David, is there any positive or negative result to leaving the battery "in" the laptop when the laptop is plugged into the wall outlet(via surge protector) almost most of the time?

Should you only put the battery in the laptop when you are going to be using the laptop when going mobile and away from outlet sources or does in not really matter or harmful to the laptop or battery if you leave the battery in all the time even when the laptop is running off the house outlet power most of the time?

If the battery is better to be left "out" of the laptop when using the home outlet source, will the battery lose its charge or power just placed in a desk drawer waiting to be used whenever I am going to go mobile? I suppose all I want to know is "does it matter or have an effect whether positive or negative, to leave a battery in your laptop at all times? The other question is...Is there any positive or negatives to the computer, to leaving your desktop or laptop on all the time instead of shutting it down after each use? Thank you David for any factual truthful information you can provide me.

Best Regards,



I'm amazed at how fairly simple technology like batteries are so controversial. Like you said, talk to five different people, and you'll get five different answers.

The fact is, it depends upon a lot of things: the type of battery in your laptop, the recharging characteristics of the type of battery you have, the age of the battery, how often you let that battery discharge by either unplugging the power cord or by going mobile with your machine and more.

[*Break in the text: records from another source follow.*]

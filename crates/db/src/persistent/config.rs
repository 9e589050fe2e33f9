//! This module contains all the configuration types used in the persistence layer.

use std::path::{Path, PathBuf};

use serde::{Deserialize, Serialize};

/// Default name of the tree holding custody state.
const DEFAULT_TREE_NAME: &str = "custody";

/// Default size of the page cache in bytes.
const DEFAULT_CACHE_CAPACITY: u64 = 64 * 1024 * 1024;

/// The configuration for the sled database.
#[derive(Debug, Clone, PartialEq, Eq, Serialize, Deserialize)]
pub struct SledConfig {
    path: PathBuf,
    tree_name: String,
    cache_capacity: u64,
}

impl SledConfig {
    /// Creates a configuration for a database at `path`.
    pub fn new(path: impl AsRef<Path>) -> Self {
        Self {
            path: path.as_ref().to_path_buf(),
            tree_name: DEFAULT_TREE_NAME.to_string(),
            cache_capacity: DEFAULT_CACHE_CAPACITY,
        }
    }

    /// Sets the name of the tree holding custody state.
    pub fn with_tree_name(self, tree_name: impl Into<String>) -> Self {
        Self {
            tree_name: tree_name.into(),
            ..self
        }
    }

    /// Sets the size of the page cache.
    pub fn with_cache_capacity(self, cache_capacity: u64) -> Self {
        Self {
            cache_capacity,
            ..self
        }
    }

    /// Returns the database path.
    pub fn path(&self) -> &Path {
        &self.path
    }

    /// Returns the tree name.
    pub fn tree_name(&self) -> &str {
        &self.tree_name
    }

    /// Returns the cache capacity.
    pub const fn cache_capacity(&self) -> u64 {
        self.cache_capacity
    }
}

But, for the most part, laptop manufacturers know how most people use their computers, leaving them on almost all the time, or sleeping them by closing the lid, or using them on the road on a fairly regular basis. And because they know those profiles, they've tailored their systems to extend the life of the battery.

This is a big help to the manufacturer, because one of the biggest discriminators in buying a laptop, other than weight and screen size, is battery life.

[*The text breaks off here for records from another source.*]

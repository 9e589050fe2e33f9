//! Errata votes: reverting transactions their chain dropped.

use custody_primitives::ids::{NodeAddress, TxId};
use tracing::{debug, info};

use crate::{
    context::CustodyCtx,
    errata::{ErrataDuty, ErrataEvent, ErrataVoter},
    errors::{EngineError, EngineResult},
    events::CustodyEvent,
    handler::InboundHandler,
    ledger::{Direction, IgnoreReason, SubmitOutcome},
    state_machine::StateMachine,
    store::CustodyStore,
    voter::events::VoterEvent,
};

impl CustodyCtx<'_> {
    /// Records `signer`'s vote that `tx_id` was dropped by its chain. Once a supermajority of
    /// active validators agrees, the inbound voter is reverted and its credit undone.
    pub fn submit_errata(
        &mut self,
        signer: &NodeAddress,
        tx_id: &TxId,
        handler: &dyn InboundHandler,
    ) -> EngineResult<SubmitOutcome> {
        if self.store().validator(signer)?.is_none() {
            debug!(%signer, "ignoring errata from unknown signer");
            return Ok(SubmitOutcome::Ignored(IgnoreReason::UnknownSigner));
        }

        let Some(mut voter) = self.store().voter(tx_id)? else {
            return Err(EngineError::InvalidInput(format!("no observation of {tx_id}")));
        };
        let Some(chain) = voter
            .canonical()
            .or_else(|| voter.buckets().first().map(|b| &b.tx))
            .map(|tx| tx.tx.chain)
        else {
            return Err(EngineError::InvalidInput(format!("no observation of {tx_id}")));
        };

        let cfg = self.voter_cfg(chain)?;
        let mut errata = self
            .store()
            .errata_voter(tx_id)?
            .unwrap_or_else(|| ErrataVoter::new(tx_id.clone()));
        let output = errata.process_event(
            &cfg,
            ErrataEvent::Vote {
                signer: signer.clone(),
            },
        )?;
        self.store_mut().put_errata_voter(&errata)?;

        for duty in output.duties {
            let ErrataDuty::RevertObservation { tx_id } = duty;

            let reverted = voter.process_event(&cfg, VoterEvent::Revert)?;
            self.store_mut().put_voter(&voter)?;
            self.store_mut()
                .remove_pending_finalisation(chain, &tx_id)?;
            self.perform_duties(Direction::Inbound, &tx_id, reverted.duties, handler)?;

            info!(%tx_id, "reverted observed transaction");
            self.emit(CustodyEvent::Reverted {
                tx_id,
                height: self.height,
            });
        }

        Ok(SubmitOutcome::Accepted)
    }
}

So, let's answer your questions one at a time.

Read on... (more ahead)

Your laptop is designed for you to leave the battery in ALL the time. The circuitry inside the machine, the power supply, even the battery itself. It should be left in whether you've got it plugged in to a power conditioner or not.

And you should know that the battery acts as a power conditioner itself - all the power from the power supply goes through the battery, if it's in place.

Actually, a power conditioner, or UPS, is nothing more than a big battery with an alarm on it.

So. leave the battery in. Discharge it all the way once a month (pull the plug a few hours before you have to go to bed, let it completely die and then plug it back in). And use the computer manufacturer's recommended conditioning software every so often to keep your battery fresh.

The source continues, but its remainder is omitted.